We have our first muslin (well, actually our first two muslins) all sewn up and ready to show you, so let’s get started!
Last time, we received the first draft back from our pattern drafter. Carrie immediately got to work sewing up the first muslin.
If you remember back to our research and design phase, we stressed the importance of comfort and range of motion with this pattern. We chose to design the blazer for a stable knit, so we used a scuba we have in our stock for the first muslin. (You can purchase some here if you’d like!)

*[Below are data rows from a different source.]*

use tracing::debug;

use crate::{
    clock::{TickReport, Ticker},
    delay::delay_for_chunk,
    launch::{
        ramp_progress, ramp_wpm, LaunchEvent, LaunchPhase, LaunchState, COUNTDOWN_STEP_MS,
        START_WPM,
    },
    nav::Advance,
    types::PlaybackState,
};

use super::Reader;

impl Ticker for Reader {
    /// One frame. Reads WPM, chunk size and launch state fresh every call, so live
    /// changes apply on the next frame.
    fn on_tick(&mut self, now_ms: u64) -> TickReport {
        let mut report = TickReport {
            launch: self.tick_launch(now_ms),
            ..TickReport::default()
        };

        if self.session.is_playing() {
            if let Some((advance, saved)) = self.tick_playback(now_ms) {
                report.advance = Some(advance);
                report.saved |= saved;
            }
        }

        report.saved |= self.tick_autosave(now_ms);
        report
    }
}

impl Reader {
    fn tick_launch(&mut self, now_ms: u64) -> Option<LaunchEvent> {
        let launch = &mut self.session.launch;
        match launch.phase() {
            LaunchPhase::Inert => None,
            LaunchPhase::CountingDown(remaining) => {
                let deadline = *launch.next_step_ms.get_or_insert(now_ms + COUNTDOWN_STEP_MS);
                if now_ms < deadline {
                    return None;
                }
                if remaining > 1 {
                    launch.countdown = remaining - 1;
                    launch.next_step_ms = Some(deadline + COUNTDOWN_STEP_MS);
                    debug!(countdown = launch.countdown, "launch countdown");
                    return Some(LaunchEvent::CountdownStep(launch.countdown));
                }
                launch.countdown = 0;
                launch.next_step_ms = None;
                launch.ramp_start_ms = Some(now_ms);
                launch.current_wpm = START_WPM;
                debug!(target_wpm = launch.target_wpm, "ramp started");
                self.session.playback = PlaybackState::Playing;
                self.last_advance_ms = None;
                Some(LaunchEvent::RampStarted)
            }
            LaunchPhase::Ramping => {
                let start = *launch.ramp_start_ms.get_or_insert(now_ms);
                let elapsed = now_ms.saturating_sub(start);
                launch.current_wpm = ramp_wpm(launch.target_wpm, elapsed);
                if ramp_progress(elapsed) >= 1.0 {
                    debug!(wpm = launch.current_wpm, "ramp completed");
                    *launch = LaunchState::inert();
                    return Some(LaunchEvent::RampCompleted);
                }
                None
            }
        }
    }

    /// Advances when the current flash has been held long enough. Elapsed time is
    /// measured from the last advance, not the last frame, so dropped or late frames
    /// never accumulate drift.
    fn tick_playback(&mut self, now_ms: u64) -> Option<(Advance, bool)> {
        let anchor = *self.last_advance_ms.get_or_insert(now_ms);
        let elapsed = now_ms.saturating_sub(anchor) as f64;

        let session = &self.session;
        let delay = delay_for_chunk(
            session.tokens(),
            session.position(),
            session.chunk_size().get(),
            session.base_interval_ms(),
        );
        if elapsed < delay {
            return None;
        }

        let advance = self.session.advance();
        self.last_advance_ms = Some(now_ms);
        let mut saved = false;
        if advance == Advance::EndOfContent {
            debug!(position = self.session.position(), "end of content");
            saved = self.halt();
        }
        Some((advance, saved))
    }

    fn tick_autosave(&mut self, now_ms: u64) -> bool {
        if self.sink.is_none() || self.session.is_empty() {
            return false;
        }
        let last = *self.last_save_ms.get_or_insert(now_ms);
        if now_ms.saturating_sub(last) < self.autosave_interval_ms {
            return false;
        }
        self.last_save_ms = Some(now_ms);
        self.save_progress()
    }
}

Here’s Carrie cutting the pieces for the first muslin.
Time to Sew!
Even though we’re using a scuba with a vibrant print, we decided to sew it with the white side as the right side so that it’s easier to see the seam lines on the finished garment.

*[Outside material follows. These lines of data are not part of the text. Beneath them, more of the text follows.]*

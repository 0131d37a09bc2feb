//! Optimal Recognition Point: the letter the eye should fixate on.
//!
//! Indices count grapheme clusters, so accented letters and emoji stay whole.

use unicode_segmentation::UnicodeSegmentation;

#[derive(Debug, Clone, Default, PartialEq, Eq)]
pub struct OrpResult {
    pub before: String,
    pub focal: String,
    pub after: String,
    pub focal_index: usize,
}

impl OrpResult {
    fn split(graphemes: &[&str], index: usize) -> Self {
        let pivot = index.min(graphemes.len());
        Self {
            before: graphemes[..pivot].concat(),
            focal: graphemes.get(index).map(|g| g.to_string()).unwrap_or_default(),
            after: graphemes.get(index + 1..).map(|g| g.concat()).unwrap_or_default(),
            focal_index: index,
        }
    }
}

/// Focal index for a word of `len` graphemes.
pub fn orp_index(len: usize) -> usize {
    match len {
        0..=2 => 0,
        3..=6 => 1,
        7..=8 => 2,
        9..=10 => 3,
        _ => (len as f64 * 0.35).floor() as usize,
    }
}

pub fn calculate_orp(token: &str) -> OrpResult {
    let graphemes: Vec<&str> = token.graphemes(true).collect();
    OrpResult::split(&graphemes, orp_index(graphemes.len()))
}

/// Which token of an `n`-token chunk carries the focal letter.
fn focal_slot(n: usize) -> usize {
    if n == 2 {
        0
    } else {
        n / 2
    }
}

/// ORP over a multi-word flash. Indices refer to the tokens joined by single spaces.
pub fn calculate_chunk_orp<S: AsRef<str>>(tokens: &[S]) -> OrpResult {
    match tokens {
        [] => OrpResult::default(),
        [single] => calculate_orp(single.as_ref()),
        _ => {
            let slot = focal_slot(tokens.len());
            let mut graphemes: Vec<&str> = Vec::new();
            let mut focal_offset = 0;
            for (i, token) in tokens.iter().enumerate() {
                if i > 0 {
                    graphemes.push(" ");
                }
                if i == slot {
                    focal_offset = graphemes.len();
                }
                graphemes.extend(token.as_ref().graphemes(true));
            }
            let local = calculate_orp(tokens[slot].as_ref()).focal_index;
            OrpResult::split(&graphemes, focal_offset + local)
        }
    }
}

When we sew up early pattern muslins, we go for the quick-and-dirty approach. That means not finishing any seams, not bothering with closures, and so on. So muslin #1 came together quite quickly.
Muslin #1: Stable Knit
And here it is! We tried it on on both Jenny and our mannequin.

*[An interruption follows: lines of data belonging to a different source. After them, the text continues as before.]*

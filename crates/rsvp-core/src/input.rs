//! Maps keyboard, touch and button input onto reader operations.

use crate::{reader::Reader, types::WPM_STEP};

const SWIPE_THRESHOLD_PX: f32 = 50.0;
const SWIPE_TIMEOUT_MS: u64 = 300;
const TAP_THRESHOLD_PX: f32 = 10.0;

#[derive(Clone, Copy, Debug, PartialEq, Eq)]
pub enum Command {
    TogglePlay,
    Pause,
    AdjustWpm(i16),
    Back(usize),
    Forward(usize),
    BackSentence,
    ForwardSentence,
    JumpTo(usize),
    Restart,
    SetChunkSize(usize),
    Launch,
    LaunchFromStart,
    CancelLaunch,
}

impl Command {
    pub const SPEED_UP: Command = Command::AdjustWpm(WPM_STEP);
    pub const SLOW_DOWN: Command = Command::AdjustWpm(-WPM_STEP);
}

/// A finished touch, classified from its displacement and duration.
#[derive(Clone, Copy, Debug, PartialEq, Eq)]
pub enum Gesture {
    Tap,
    SwipeLeft,
    SwipeRight,
}

impl Gesture {
    pub fn classify(dx: f32, dy: f32, elapsed_ms: u64) -> Option<Self> {
        if elapsed_ms >= SWIPE_TIMEOUT_MS {
            return None;
        }
        let (abs_x, abs_y) = (dx.abs(), dy.abs());
        if abs_x < TAP_THRESHOLD_PX && abs_y < TAP_THRESHOLD_PX {
            return Some(Self::Tap);
        }
        if abs_x > SWIPE_THRESHOLD_PX && abs_x > abs_y {
            return Some(if dx > 0.0 {
                Self::SwipeRight
            } else {
                Self::SwipeLeft
            });
        }
        None
    }

    pub fn command(self) -> Command {
        match self {
            Self::Tap => Command::TogglePlay,
            Self::SwipeRight => Command::Back(crate::nav::DEFAULT_SKIP),
            Self::SwipeLeft => Command::Forward(crate::nav::DEFAULT_SKIP),
        }
    }
}

impl Reader {
    pub fn apply(&mut self, command: Command) {
        match command {
            Command::TogglePlay => self.toggle_play(),
            Command::Pause => self.pause(),
            Command::AdjustWpm(delta) => self.adjust_wpm(delta),
            Command::Back(n) => self.go_back(n),
            Command::Forward(n) => self.go_forward(n),
            Command::BackSentence => self.go_back_sentence(),
            Command::ForwardSentence => self.go_forward_sentence(),
            Command::JumpTo(index) => self.jump_to(index),
            Command::Restart => self.restart(),
            Command::SetChunkSize(n) => {
                self.set_chunk_size(n);
            }
            Command::Launch => {
                self.start_launch();
            }
            Command::LaunchFromStart => {
                self.launch_from_start();
            }
            Command::CancelLaunch => self.cancel_launch(),
        }
    }
}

Neither is exactly in line with our sample size (18GH)—the mannequin’s boobs are a bit small, and even with a padded bra (no joke!), her dimensions are slightly different, not to mention she’s also pretty firm everywhere! Jenny, on the other hand, has a 18GH body size, but right now has breastfeeding boobs so is a few inches bigger than the 18 GH. So, we try our samples on both, but it’s only when we go to test on multiple sizes of people that we are able to get a final sense of how the fit is going to work.
This first muslin was… OK? (Jenny also implores me to remind you to overlook her lack of make up, dirty hair day and nursing-bra-boob situation). The basic fit was in the right area, and the back was looking good, but the front looked droopier than intended, also causing pooling at the side of the bust when it was open. And the lapel wasn’t quite working as we imagined. So, given this—and also the fact we got lots of feedback from you that you want something you can wear to work—we thought instead of making changes to this pattern, we’d try using stretch woven to see if that improves things.
Muslin #2: Stretch Woven
So here’s the next round in a stretch denim—and it’s a great improvement!
We also popped in some shoulder pads, which helped tremendously as well.
Because the stretch woven was a success, we’re going to move forward with that as our primary fabric. But we’ll try it again on a thicker knit later on down the road to see if it works with a scuba or ponte too.
We’re loving how the double princess seams look on this blazer. You’ll notice that they’re different than the double princess seams you’d normally see (like on the Harrison Shirt, for example). The seam that’s closer to the center angles forward towards the back of the lapel, which is helping shape the bust and keep the blazer from flapping open when worn unbuttoned, which was an important design goal we identified early on.
Up Next: Revisions to Draft #1
Next up we’re going to be briefing our pattern drafter on some of the changes we’d like to see for the next round. The blazer is a little tricky to put on and take off, so we’re going to try adding a jersey lining. We also want the lapels to be bigger, and we noticed a twist in the sleeves that we’d like to work out, as well as a few other fit issues.
Once we have the revised pattern back from our drafter, we’ll be sewing it up into a new muslin. But overall the fit looks solid, so we’re optimistic that there won’t be numerous rounds of revisions.